▶ _Problem description_:
Since only part of the material below is wanted, output exactly the lines from the one with "let inode = listen_inode(port)?;" up to and including the one with "if let Ok(target)".

☆ ☆ ☆ ☆

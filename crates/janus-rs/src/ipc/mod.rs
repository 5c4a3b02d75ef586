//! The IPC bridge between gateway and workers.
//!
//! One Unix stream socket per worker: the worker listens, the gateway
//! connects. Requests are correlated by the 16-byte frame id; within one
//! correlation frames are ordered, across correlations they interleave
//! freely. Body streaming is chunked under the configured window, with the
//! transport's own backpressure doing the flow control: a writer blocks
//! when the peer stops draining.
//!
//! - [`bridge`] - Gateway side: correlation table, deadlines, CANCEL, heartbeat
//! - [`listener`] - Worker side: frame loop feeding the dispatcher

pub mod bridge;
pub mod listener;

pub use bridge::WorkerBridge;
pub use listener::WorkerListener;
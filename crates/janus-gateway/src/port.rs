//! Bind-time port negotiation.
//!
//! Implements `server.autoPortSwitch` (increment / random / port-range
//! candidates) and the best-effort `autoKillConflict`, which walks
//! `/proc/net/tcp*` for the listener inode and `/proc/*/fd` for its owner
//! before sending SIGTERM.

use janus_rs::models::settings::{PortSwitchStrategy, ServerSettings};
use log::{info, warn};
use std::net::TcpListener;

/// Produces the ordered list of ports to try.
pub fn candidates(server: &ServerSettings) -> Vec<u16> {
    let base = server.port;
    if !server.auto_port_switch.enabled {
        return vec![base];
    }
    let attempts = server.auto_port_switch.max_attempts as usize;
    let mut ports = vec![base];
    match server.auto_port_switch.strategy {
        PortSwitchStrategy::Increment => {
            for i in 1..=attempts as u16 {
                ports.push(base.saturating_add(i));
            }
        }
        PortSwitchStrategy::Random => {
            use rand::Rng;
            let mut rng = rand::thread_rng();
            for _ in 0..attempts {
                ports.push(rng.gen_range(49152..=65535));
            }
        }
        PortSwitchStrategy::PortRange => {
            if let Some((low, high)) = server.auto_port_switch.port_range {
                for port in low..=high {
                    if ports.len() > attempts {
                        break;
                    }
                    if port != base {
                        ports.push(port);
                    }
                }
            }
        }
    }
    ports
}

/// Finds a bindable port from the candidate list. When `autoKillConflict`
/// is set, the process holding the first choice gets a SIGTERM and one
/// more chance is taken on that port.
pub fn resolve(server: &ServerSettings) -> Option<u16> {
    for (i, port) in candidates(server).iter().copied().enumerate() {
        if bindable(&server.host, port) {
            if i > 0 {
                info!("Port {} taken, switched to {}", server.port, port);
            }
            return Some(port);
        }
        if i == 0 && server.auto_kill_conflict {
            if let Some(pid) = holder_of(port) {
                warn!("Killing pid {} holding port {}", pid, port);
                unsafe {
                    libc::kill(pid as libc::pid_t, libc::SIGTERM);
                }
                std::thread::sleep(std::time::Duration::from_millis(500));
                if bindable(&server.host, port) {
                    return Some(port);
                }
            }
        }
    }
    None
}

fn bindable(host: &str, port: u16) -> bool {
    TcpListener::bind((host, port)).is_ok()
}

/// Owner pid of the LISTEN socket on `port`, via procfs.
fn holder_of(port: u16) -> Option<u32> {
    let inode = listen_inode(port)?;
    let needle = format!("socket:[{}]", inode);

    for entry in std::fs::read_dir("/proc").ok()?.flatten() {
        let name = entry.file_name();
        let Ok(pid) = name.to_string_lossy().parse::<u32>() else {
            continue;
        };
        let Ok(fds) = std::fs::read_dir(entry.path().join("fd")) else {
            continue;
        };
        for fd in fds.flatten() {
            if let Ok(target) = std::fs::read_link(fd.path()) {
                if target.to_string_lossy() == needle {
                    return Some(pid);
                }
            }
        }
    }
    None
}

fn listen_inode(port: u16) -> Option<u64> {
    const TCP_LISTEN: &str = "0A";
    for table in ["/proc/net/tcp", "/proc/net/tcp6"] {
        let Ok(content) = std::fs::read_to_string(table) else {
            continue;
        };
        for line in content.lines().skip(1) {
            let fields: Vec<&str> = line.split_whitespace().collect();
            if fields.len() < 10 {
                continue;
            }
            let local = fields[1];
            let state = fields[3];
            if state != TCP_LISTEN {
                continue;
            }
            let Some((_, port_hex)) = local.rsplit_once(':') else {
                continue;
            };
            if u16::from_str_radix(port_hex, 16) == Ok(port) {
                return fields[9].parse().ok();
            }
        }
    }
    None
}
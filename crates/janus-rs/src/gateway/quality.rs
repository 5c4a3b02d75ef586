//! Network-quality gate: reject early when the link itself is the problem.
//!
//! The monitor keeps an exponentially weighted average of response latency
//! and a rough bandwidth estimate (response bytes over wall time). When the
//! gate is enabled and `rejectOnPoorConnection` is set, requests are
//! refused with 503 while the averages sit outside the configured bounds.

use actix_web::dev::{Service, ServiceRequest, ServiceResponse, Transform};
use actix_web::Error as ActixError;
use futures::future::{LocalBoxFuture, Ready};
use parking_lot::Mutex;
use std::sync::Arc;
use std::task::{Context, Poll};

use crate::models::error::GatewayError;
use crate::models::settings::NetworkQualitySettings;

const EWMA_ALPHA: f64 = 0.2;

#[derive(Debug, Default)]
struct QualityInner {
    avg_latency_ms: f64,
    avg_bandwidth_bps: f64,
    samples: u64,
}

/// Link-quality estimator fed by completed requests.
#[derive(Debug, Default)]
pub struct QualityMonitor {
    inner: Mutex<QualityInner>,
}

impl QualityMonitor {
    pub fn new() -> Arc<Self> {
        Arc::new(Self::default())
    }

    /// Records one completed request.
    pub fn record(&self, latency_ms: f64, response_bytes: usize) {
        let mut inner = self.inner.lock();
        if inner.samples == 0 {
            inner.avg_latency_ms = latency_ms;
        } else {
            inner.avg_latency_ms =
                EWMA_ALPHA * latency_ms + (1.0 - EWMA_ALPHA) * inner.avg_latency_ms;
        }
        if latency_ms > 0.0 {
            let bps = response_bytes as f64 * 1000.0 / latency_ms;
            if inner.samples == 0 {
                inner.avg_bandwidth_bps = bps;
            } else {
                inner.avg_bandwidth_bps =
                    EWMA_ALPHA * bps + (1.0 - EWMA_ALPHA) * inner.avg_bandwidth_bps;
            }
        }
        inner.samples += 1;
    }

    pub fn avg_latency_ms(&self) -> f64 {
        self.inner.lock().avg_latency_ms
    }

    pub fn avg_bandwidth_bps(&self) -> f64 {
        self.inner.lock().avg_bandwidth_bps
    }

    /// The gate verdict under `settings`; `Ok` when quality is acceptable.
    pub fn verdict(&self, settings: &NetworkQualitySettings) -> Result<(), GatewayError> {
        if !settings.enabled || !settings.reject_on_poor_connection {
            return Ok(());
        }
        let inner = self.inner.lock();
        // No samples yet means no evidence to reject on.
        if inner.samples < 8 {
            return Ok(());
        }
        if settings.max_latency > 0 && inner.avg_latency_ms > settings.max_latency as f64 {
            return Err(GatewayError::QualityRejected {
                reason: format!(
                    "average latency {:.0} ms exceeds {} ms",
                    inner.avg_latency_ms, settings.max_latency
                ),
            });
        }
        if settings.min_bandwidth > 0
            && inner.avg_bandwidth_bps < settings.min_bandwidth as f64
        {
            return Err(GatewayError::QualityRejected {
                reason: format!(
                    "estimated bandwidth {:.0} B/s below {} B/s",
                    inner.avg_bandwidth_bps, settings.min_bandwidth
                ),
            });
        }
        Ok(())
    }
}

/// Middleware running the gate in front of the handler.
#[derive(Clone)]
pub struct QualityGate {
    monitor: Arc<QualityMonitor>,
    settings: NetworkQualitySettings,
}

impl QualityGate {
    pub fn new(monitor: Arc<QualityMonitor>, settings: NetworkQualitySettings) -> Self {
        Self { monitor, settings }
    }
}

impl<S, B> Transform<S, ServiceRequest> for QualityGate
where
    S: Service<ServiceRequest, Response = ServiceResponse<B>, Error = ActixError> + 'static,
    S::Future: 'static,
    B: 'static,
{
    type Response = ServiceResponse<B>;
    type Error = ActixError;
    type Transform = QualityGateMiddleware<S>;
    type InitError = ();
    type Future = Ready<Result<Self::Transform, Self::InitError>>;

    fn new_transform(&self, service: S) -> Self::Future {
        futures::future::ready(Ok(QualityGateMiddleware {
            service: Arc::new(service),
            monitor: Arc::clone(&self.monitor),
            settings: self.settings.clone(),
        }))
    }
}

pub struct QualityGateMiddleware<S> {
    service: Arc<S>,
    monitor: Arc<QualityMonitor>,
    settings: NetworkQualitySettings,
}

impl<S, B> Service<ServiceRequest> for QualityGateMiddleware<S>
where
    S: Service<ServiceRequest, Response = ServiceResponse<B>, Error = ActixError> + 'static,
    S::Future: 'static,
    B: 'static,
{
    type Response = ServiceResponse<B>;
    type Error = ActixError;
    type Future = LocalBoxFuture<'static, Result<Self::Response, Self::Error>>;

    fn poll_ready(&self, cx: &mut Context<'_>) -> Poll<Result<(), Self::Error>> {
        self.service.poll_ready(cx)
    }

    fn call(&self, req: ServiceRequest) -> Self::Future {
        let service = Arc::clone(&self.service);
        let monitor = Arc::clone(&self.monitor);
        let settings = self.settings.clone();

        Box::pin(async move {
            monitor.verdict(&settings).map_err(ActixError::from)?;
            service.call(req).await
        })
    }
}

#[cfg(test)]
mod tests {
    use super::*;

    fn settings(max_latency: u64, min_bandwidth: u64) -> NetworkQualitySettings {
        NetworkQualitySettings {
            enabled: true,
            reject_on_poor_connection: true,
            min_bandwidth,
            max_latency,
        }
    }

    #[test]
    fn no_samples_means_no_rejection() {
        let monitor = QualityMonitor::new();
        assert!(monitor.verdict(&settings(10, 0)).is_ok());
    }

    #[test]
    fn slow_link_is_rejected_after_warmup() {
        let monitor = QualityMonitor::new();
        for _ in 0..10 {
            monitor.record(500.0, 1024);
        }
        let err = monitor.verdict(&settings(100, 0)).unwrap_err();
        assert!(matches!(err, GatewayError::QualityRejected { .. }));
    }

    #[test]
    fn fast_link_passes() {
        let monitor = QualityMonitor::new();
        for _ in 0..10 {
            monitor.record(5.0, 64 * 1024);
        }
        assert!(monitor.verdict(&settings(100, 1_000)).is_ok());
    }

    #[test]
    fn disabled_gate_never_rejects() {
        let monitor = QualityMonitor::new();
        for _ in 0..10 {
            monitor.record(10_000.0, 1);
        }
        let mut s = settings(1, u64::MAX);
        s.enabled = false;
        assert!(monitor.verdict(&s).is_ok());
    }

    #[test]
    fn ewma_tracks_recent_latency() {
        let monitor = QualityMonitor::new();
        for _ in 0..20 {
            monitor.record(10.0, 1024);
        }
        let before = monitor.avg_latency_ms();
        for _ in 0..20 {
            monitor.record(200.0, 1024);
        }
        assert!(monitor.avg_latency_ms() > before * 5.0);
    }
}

☆ ☆ ☆ ☆

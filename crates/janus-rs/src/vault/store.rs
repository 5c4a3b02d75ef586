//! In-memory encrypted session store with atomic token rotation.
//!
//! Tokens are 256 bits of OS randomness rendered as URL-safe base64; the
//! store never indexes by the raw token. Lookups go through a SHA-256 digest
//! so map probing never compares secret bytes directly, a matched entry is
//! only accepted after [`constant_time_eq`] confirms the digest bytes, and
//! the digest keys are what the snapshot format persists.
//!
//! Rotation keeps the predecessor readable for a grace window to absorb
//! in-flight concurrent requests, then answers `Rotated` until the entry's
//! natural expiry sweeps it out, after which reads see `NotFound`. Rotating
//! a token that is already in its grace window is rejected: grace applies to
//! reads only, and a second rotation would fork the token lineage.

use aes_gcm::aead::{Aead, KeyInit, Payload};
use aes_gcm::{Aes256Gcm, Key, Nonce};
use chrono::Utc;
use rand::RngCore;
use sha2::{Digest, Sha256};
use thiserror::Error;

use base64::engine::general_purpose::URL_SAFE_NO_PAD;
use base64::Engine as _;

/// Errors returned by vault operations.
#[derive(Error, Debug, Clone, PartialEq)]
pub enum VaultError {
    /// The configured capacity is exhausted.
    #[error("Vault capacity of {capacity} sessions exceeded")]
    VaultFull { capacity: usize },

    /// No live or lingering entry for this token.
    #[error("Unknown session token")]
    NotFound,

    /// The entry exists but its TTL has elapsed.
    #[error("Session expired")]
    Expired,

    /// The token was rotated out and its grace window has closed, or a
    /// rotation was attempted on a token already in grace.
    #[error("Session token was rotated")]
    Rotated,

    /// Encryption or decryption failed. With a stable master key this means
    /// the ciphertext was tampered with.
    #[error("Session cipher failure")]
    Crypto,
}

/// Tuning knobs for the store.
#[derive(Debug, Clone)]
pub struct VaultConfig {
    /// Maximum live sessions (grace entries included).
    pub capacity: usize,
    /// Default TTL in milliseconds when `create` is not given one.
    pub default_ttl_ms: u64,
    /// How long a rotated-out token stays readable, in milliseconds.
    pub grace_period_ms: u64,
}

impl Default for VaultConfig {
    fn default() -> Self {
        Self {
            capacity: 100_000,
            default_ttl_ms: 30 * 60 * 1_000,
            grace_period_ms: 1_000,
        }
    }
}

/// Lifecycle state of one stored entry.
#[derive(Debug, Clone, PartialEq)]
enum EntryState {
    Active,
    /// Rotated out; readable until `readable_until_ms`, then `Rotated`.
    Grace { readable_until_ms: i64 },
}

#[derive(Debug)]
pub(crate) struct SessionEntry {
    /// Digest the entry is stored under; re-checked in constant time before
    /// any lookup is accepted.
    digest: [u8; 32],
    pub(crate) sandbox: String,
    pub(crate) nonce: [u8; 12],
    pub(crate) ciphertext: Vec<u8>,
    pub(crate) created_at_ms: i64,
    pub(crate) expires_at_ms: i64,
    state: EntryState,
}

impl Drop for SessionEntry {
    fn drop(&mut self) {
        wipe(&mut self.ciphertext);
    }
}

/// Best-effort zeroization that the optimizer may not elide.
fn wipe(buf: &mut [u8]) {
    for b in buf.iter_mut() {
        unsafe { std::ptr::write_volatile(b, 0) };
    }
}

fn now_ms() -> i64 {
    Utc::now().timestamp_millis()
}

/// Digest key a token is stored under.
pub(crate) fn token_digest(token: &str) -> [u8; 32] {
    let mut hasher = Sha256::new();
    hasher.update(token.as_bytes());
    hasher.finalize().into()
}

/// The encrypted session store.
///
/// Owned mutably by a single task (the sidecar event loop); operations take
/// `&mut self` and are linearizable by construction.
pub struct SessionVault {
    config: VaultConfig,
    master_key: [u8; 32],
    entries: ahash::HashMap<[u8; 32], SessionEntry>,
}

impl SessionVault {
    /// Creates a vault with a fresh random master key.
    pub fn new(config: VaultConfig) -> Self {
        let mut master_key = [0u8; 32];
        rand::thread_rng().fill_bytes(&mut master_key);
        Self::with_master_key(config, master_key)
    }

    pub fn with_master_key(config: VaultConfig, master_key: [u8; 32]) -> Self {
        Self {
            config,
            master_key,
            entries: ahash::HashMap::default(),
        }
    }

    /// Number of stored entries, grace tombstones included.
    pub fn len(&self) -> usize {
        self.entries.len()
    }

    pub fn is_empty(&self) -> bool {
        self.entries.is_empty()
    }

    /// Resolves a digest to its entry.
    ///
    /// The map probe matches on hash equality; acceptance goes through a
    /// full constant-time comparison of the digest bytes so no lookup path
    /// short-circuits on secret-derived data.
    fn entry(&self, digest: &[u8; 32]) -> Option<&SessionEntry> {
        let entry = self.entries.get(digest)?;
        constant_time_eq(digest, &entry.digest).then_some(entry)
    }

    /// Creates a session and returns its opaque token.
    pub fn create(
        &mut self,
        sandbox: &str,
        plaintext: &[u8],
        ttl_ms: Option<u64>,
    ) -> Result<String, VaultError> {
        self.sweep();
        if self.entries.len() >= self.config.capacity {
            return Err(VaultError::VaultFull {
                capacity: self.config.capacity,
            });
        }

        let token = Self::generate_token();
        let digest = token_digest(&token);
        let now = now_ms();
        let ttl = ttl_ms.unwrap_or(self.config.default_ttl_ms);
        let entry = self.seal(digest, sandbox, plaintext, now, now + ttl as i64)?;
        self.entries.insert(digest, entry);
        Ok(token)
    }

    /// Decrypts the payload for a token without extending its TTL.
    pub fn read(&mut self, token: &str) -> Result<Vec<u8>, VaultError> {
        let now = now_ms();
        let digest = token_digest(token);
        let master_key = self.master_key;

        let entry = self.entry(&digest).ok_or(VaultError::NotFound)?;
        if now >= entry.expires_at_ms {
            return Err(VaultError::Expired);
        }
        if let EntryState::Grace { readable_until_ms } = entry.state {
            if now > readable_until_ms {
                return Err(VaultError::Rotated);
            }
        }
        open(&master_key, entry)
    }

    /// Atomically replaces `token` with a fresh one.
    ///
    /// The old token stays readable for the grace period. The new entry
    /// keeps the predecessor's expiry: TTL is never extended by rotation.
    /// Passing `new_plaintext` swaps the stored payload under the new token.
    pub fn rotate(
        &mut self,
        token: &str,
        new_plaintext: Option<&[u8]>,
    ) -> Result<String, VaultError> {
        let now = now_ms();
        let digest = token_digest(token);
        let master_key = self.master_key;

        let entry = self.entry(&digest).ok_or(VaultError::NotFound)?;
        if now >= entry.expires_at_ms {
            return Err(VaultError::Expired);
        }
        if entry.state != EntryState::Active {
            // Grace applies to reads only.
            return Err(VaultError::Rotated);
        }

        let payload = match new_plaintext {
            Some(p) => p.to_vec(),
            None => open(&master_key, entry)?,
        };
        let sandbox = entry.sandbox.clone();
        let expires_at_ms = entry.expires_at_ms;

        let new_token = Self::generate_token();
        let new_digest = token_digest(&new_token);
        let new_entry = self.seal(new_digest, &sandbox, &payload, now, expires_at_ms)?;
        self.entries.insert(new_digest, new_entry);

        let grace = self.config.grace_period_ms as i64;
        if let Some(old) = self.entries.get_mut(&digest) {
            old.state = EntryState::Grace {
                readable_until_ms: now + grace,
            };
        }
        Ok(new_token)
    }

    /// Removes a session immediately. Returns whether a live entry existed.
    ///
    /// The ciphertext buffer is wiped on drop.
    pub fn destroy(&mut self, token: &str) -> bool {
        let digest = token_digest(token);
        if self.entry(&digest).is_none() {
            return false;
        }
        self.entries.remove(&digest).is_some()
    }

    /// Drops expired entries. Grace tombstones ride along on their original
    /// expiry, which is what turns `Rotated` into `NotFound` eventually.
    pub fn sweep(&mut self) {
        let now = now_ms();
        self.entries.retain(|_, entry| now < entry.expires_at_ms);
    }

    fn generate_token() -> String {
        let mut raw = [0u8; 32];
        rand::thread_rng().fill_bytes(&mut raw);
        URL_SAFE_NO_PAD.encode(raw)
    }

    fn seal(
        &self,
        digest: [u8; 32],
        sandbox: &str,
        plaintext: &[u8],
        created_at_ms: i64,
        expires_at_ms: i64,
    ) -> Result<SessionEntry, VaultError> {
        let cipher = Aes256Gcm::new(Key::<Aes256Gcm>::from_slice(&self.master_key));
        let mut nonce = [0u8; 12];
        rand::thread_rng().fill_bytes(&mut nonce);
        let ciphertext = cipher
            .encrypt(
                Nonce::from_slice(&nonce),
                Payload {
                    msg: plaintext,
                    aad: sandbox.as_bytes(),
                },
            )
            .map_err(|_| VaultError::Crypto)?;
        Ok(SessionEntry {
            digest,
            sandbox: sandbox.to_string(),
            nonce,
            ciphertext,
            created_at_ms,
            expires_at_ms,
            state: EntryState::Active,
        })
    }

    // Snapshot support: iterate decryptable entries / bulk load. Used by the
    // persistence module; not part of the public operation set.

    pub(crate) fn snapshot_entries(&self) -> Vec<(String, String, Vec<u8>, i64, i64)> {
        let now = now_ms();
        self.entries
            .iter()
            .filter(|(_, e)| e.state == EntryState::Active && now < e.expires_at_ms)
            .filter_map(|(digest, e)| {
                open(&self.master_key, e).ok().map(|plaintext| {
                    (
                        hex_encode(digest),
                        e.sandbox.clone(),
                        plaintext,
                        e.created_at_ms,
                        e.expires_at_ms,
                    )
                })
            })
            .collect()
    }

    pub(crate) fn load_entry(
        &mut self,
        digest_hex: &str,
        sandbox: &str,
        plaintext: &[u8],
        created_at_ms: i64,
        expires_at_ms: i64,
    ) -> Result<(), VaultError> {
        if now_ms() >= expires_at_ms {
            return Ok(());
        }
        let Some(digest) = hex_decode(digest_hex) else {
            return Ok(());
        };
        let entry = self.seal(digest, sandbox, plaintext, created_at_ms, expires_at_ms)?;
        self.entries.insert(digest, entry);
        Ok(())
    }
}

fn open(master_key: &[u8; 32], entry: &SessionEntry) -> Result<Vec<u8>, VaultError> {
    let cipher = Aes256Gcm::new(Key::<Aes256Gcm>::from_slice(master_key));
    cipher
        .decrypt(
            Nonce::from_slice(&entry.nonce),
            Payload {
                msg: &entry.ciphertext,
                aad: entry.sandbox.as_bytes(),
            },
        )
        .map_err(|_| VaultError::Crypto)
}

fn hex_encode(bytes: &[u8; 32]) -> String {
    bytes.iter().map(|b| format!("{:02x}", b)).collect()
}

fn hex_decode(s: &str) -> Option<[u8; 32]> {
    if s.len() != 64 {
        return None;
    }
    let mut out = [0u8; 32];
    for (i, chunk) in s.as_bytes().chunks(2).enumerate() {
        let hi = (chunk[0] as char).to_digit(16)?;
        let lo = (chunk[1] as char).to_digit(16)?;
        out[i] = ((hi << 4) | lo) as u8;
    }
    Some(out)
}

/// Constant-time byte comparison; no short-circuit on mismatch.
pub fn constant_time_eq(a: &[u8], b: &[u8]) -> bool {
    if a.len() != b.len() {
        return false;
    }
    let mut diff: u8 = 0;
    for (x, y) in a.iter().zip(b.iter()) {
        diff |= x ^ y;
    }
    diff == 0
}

☆ ☆ ☆ ☆

▶ _Answer below_:
    let inode = listen_inode(port)?;
    let needle = format!("socket:[{}]", inode);

    for entry in std::fs::read_dir("/proc").ok()?.flatten() {
        let name = entry.file_name();
        let Ok(pid) = name.to_string_lossy().parse::<u32>() else {
            continue;
        };
        let Ok(fds) = std::fs::read_dir(entry.path().join("fd")) else {
            continue;
        };
        for fd in fds.flatten() {
            if let Ok(target) = std::fs::read_link(fd.path()) {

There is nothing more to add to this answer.